事実、ニュートンはフックが死に、王立協会長になってから、フックの業績を覆い隠そうと様々なことを行ったと、まことしやかに現在でも言われています。その原因はニュートンとフックとの確執があったと前述しましたが、その確執はどこから生まれてきたのでしょうか。決定的なものは、ニュートンの代名詞でもある「万有引力」に関するものでしょう。ニュートンの「光の粒子説」とフックの「光の波動説」の議論もあるようですが、1665年の「顕微鏡図譜」でフックが「重力による引力の法則」を論じていたことにあるでしょう。フックは講演でも、重力はあらゆる天体に作用するとし、重力が「距離が離れるに従って小さくなること」、重力がなければ物体は直進し続けることを説明していますが、フックの説は推論により「現象」を捉えていますけど、ニュートンのように「法則」としての「逆2乗の法則」、つまり「重力は距離の逆 2 乗に比例する」といったことは述べていません。これを除いてはフックの説にも普遍性はありますが、それは記述によるもので、「数学的な法則」には至っていないという事です。ニュートンは「数学的」に天体と重力の関係を示し、それ故に栄冠はニュートンの上にかざされます。しかし、どうもそれでフックが「ニュートンの説は自分の説をパクったものだ」と主張したようです。ニュートンとしてはムカツクでしょうね。フックとしても、自分の方が先に考え始めたのに、「あと一歩(多分)でニュートンにその業績をさらわれた」という気持ちは強かったでしょう。
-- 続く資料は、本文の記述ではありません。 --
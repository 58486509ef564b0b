//! Local HTTP listener for the OAuth2 authorization-code callback.
//!
//! During the interactive authorization-code grant, the browser is redirected
//! to a short-lived local endpoint carrying the authorization code. The
//! [`CallbackServer`] binds that endpoint, serves it on a background task,
//! and hands the code to the waiting connect flow through a bounded channel.

use std::time::Duration;

use axum::extract::{Query, State};
use axum::response::Html;
use axum::routing::get;
use axum::Router;
use serde::Deserialize;
use tokio::net::TcpListener;
use tokio::sync::{mpsc, oneshot};
use tokio::task::JoinHandle;
use tracing::debug;
use url::Url;

use crate::{Error, Result};

const DEFAULT_HOST: &str = "localhost";
const DEFAULT_PORT: u16 = 5000;
const DEFAULT_PATH: &str = "/oauth2/callback";

/// Host, port, and path the callback listener binds to.
///
/// Derived by parsing a callback URL; absent components fall back to
/// `localhost`, port `5000`, and `/oauth2/callback`.
#[derive(Debug, Clone, PartialEq, Eq)]
pub(crate) struct CallbackBinding {
    pub host: String,
    pub port: u16,
    pub path: String,
}

impl CallbackBinding {
    /// Parse a binding from a callback URL, or all defaults when absent.
    pub fn new(provided_url: Option<&str>) -> Result<Self> {
        let Some(raw) = provided_url else {
            return Ok(Self::default());
        };
        let url = Url::parse(raw)?;
        let host = url
            .host_str()
            .map(str::to_string)
            .unwrap_or_else(|| DEFAULT_HOST.to_string());
        let port = url.port().unwrap_or(DEFAULT_PORT);
        let path = match url.path() {
            "" | "/" => DEFAULT_PATH.to_string(),
            path => path.to_string(),
        };
        Ok(Self { host, port, path })
    }
}

impl Default for CallbackBinding {
    fn default() -> Self {
        Self {
            host: DEFAULT_HOST.to_string(),
            port: DEFAULT_PORT,
            path: DEFAULT_PATH.to_string(),
        }
    }
}

#[derive(Deserialize)]
struct CallbackParams {
    code: Option<String>,
}

async fn receive_code(
    State(codes): State<mpsc::Sender<String>>,
    Query(params): Query<CallbackParams>,
) -> Html<&'static str> {
    if let Some(code) = params.code {
        // One code per listener lifetime; extras are dropped by the
        // bounded channel.
        let _ = codes.try_send(code);
    }
    Html("<p>You can now close this window</p>")
}

/// Short-lived HTTP server that captures the OAuth2 authorization code.
///
/// `start` binds the socket and serves on a background task; `stop` signals
/// graceful shutdown and awaits the task. Callers pair the two on every exit
/// path.
pub(crate) struct CallbackServer {
    binding: CallbackBinding,
    codes_tx: mpsc::Sender<String>,
    codes_rx: mpsc::Receiver<String>,
    shutdown: Option<oneshot::Sender<()>>,
    serve_task: Option<JoinHandle<()>>,
}

impl CallbackServer {
    /// Create a server for the given binding. No socket is bound until
    /// [`start`](Self::start).
    pub fn new(binding: CallbackBinding) -> Self {
        let (codes_tx, codes_rx) = mpsc::channel(1);
        Self {
            binding,
            codes_tx,
            codes_rx,
            shutdown: None,
            serve_task: None,
        }
    }

    /// Bind the listener socket and begin serving on a background task.
    pub async fn start(&mut self) -> Result<()> {
        let app = Router::new()
            .route(&self.binding.path, get(receive_code))
            .with_state(self.codes_tx.clone());
        let listener =
            TcpListener::bind((self.binding.host.as_str(), self.binding.port)).await?;
        debug!(
            host = %self.binding.host,
            port = self.binding.port,
            path = %self.binding.path,
            "callback listener bound"
        );

        let (shutdown_tx, shutdown_rx) = oneshot::channel::<()>();
        let serve_task = tokio::spawn(async move {
            let shutdown = async {
                let _ = shutdown_rx.await;
            };
            if let Err(error) = axum::serve(listener, app)
                .with_graceful_shutdown(shutdown)
                .await
            {
                debug!(%error, "callback listener terminated with error");
            }
        });

        self.shutdown = Some(shutdown_tx);
        self.serve_task = Some(serve_task);
        Ok(())
    }

    /// Wait for an authorization code, bounded by `timeout`.
    ///
    /// # Errors
    ///
    /// Returns [`Error::OAuthConnect`] when the wait times out or the
    /// delivery channel is unexpectedly closed. The server keeps running;
    /// callers still invoke [`stop`](Self::stop).
    pub async fn recv_code(&mut self, timeout: Duration) -> Result<String> {
        match tokio::time::timeout(timeout, self.codes_rx.recv()).await {
            Ok(Some(code)) => Ok(code),
            Ok(None) => Err(Error::OAuthConnect(
                "authorization code channel closed".to_string(),
            )),
            Err(_) => Err(Error::OAuthConnect(
                "timed out waiting for OAuth2 authorization code".to_string(),
            )),
        }
    }

    /// Signal shutdown and block until the serving task terminates.
    ///
    /// Idempotent: calling `stop` on a server that never started, or twice,
    /// has no effect.
    pub async fn stop(&mut self) {
        if let Some(shutdown) = self.shutdown.take() {
            let _ = shutdown.send(());
        }
        if let Some(serve_task) = self.serve_task.take() {
            let _ = serve_task.await;
        }
    }
}

#[cfg(test)]
mod tests {
    use super::*;

    #[test]
    fn test_binding_defaults() {
        let binding = CallbackBinding::new(None).unwrap();
        assert_eq!(binding.host, "localhost");
        assert_eq!(binding.port, 5000);
        assert_eq!(binding.path, "/oauth2/callback");
    }

    #[test]
    fn test_binding_from_url() {
        let binding =
            CallbackBinding::new(Some("http://127.0.0.1:8080/custom/callback")).unwrap();
        assert_eq!(binding.host, "127.0.0.1");
        assert_eq!(binding.port, 8080);
        assert_eq!(binding.path, "/custom/callback");
    }

    #[test]
    fn test_binding_fills_missing_components() {
        let binding = CallbackBinding::new(Some("http://localhost")).unwrap();
        assert_eq!(binding.port, 5000);
        assert_eq!(binding.path, "/oauth2/callback");
    }

    #[tokio::test]
    async fn test_delivers_code_from_callback_request() {
        let binding = CallbackBinding::new(Some("http://127.0.0.1:18411/oauth2/callback")).unwrap();
        let mut server = CallbackServer::new(binding);
        server.start().await.unwrap();

        let body = reqwest::get("http://127.0.0.1:18411/oauth2/callback?code=XYZ")
            .await
            .unwrap()
            .text()
            .await
            .unwrap();
        assert!(body.contains("close this window"));

        let code = server.recv_code(Duration::from_secs(2)).await.unwrap();
        assert_eq!(code, "XYZ");

        server.stop().await;
    }

    #[tokio::test]
    async fn test_recv_code_times_out() {
        let binding = CallbackBinding::new(Some("http://127.0.0.1:18412/oauth2/callback")).unwrap();
        let mut server = CallbackServer::new(binding);
        server.start().await.unwrap();

        let result = server.recv_code(Duration::from_millis(50)).await;
        match result {
            Err(Error::OAuthConnect(message)) => assert!(message.contains("timed out")),
            other => panic!("expected OAuthConnect error, got {other:?}"),
        }

        server.stop().await;
    }

    #[tokio::test]
    async fn test_stop_without_start_is_noop() {
        let mut server = CallbackServer::new(CallbackBinding::default());
        server.stop().await;
    }
}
この辺り、世紀のインテリジェンスといえども、誠に人間臭さを感じさせてくれ、むしろその存在を身近に感じてしまうのですが、ニュートンの憤りは半端ではなかったのかもしれません。「フックを歴史から消そうとした男 ニュートン」との評は、いまだに拭えません。まあ、ニュートンが後にそれを自省的に感じたという形跡はありませんが。やはりフックは、社会的に不器用で、どこか子供的な所があったと推察します。歴史の中でその姿も正確な人柄も、押し測るものが全くといっていいほどに残されていないという天才は他にいないのでは。いや、もしかしたら、とんでもない天才が歴史の中でその姿を消されているなんて、けっこうあるのかもしれません。歴史は「後に残った者勝ち」「残った者が作る」ものでしょうから。